Ratios and Realitivity



Cooking is akin to doing lab chemistry. It involves amounts, temperatures, chemicals (ingredients) and a sequence of events. Maybe that's one of the things I love so much about it., Back in the early 1990's I worked as the manager  in a mobile lab running high performance liquid chromatography and infrared spectraphotometry on environmental samples during the hayday of the Texas Superfund. Monitoring samples from contaminated wells on old gas stations in the Rio Grande Valley...but that's another story, and one far more boring.

So I approach cooking as an art in that manner. Like a chemistry process, start to finish. Oftentimes people will ask me "how do I make" such and such....and as I was instructed by my mentors, I always oblige, because recipes are really public property and after all.....that's how fusion occurs, when recipes pass hand to hand. But, my answers are always sort of nebulous, to the point of (I'm sure) maddening abstraction...

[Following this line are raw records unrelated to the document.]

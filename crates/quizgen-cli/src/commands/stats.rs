//! The `quiz stats` command.

use std::path::PathBuf;

use anyhow::Result;
use comfy_table::{Cell, Table};

use quizgen_core::bank::QuestionBank;
use quizgen_core::metrics::load_metrics;

pub fn execute(metrics_path: PathBuf, bank_path: Option<PathBuf>) -> Result<()> {
    let metrics = load_metrics(&metrics_path)?;
    let bank = bank_path.map(|p| QuestionBank::load(&p)).transpose()?;

    if metrics.is_empty() {
        println!("No metrics recorded yet.");
        return Ok(());
    }

    let mut table = Table::new();
    let mut header = vec!["ID"];
    if bank.is_some() {
        header.push("Question");
    }
    header.extend(["Asked", "Correct", "Accuracy"]);
    table.set_header(header);

    for (id, stats) in metrics.iter() {
        let mut row = vec![Cell::new(id)];
        if let Some(bank) = &bank {
            let text = bank.get(id).map(|q| q.text.as_str()).unwrap_or("(not in bank)");
            row.push(Cell::new(text));
        }
        row.extend([
            Cell::new(stats.asked),
            Cell::new(stats.correct),
            Cell::new(format!("{:.1}%", stats.accuracy() * 100.0)),
        ]);
        table.add_row(row);
    }

    println!("{table}");

    let asked = metrics.total_asked();
    let correct = metrics.total_correct();
    let overall = if asked == 0 {
        0.0
    } else {
        correct as f64 / asked as f64 * 100.0
    };
    println!(
        "{} questions, {correct}/{asked} answered correctly ({overall:.1}%)",
        metrics.len()
    );
    Ok(())
}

You see, I view any recipe as ratios of ingredients, rather than a set amount (i.e. 6 tablespoons of this, 2 teaspoons of that) a ratio of ingredients. It is far easier to scale any recipe that way. In other words I would try and see a recipe as the sum of the ingredients. For example 1 part ingredient X, 1/2 ingredient Y, 1/3 ingredient Z and so on. Doing this allows me to prepare any amount of any dish. Very useful for the home cook too. So I encourage you, see your recipes as ratios rather than amounts.

I've introduced y'all to atsarang dampalit, a Filipino pickled dish. The primary ingredient is Sesuvium portulacastrum (sea purslane). It's the tangy in our slaw that we dress out our Fusion Fish tacos with. Sersuvium grows all around you here on the shoreline margins of the coastal bend, and is easy to identify. You should make this dish and serve it with your other favorites. Here's how we make it:

Ingredients

  • i
  • 3 cup dampalit (sesuvium) leaves
  • 1 onion  thinly sliced
  • 3 cloves garlic, chopped
  • 1 thumb-sized ginger thinly sliced
  • 1 pc carrot, cut into flowerettes
  • 1 pc red bell pepper sliced
  • 1/2 cup sukang paombong (filipino palm vinegar. hard to find. Cane vinegar works well)
  • 1/4 cup sugar
  • 1/2 tsp. salt

Instructions

  1. How to make Atsarang Dampalit:
  2. Wash dampalit leaves very well. Mash leaves thoroughly and squeeze juice.
  3. Add onions, garlic, ginger, carrot and bell pepper. Mix very well.
  4. Boil together vinegar, sugar and salt without stirring. Cool. Pour over the mixed vegetables.
  5. Store in clean bottles. Serve after three days to allow pickling solution to be absorbed by the vegetables.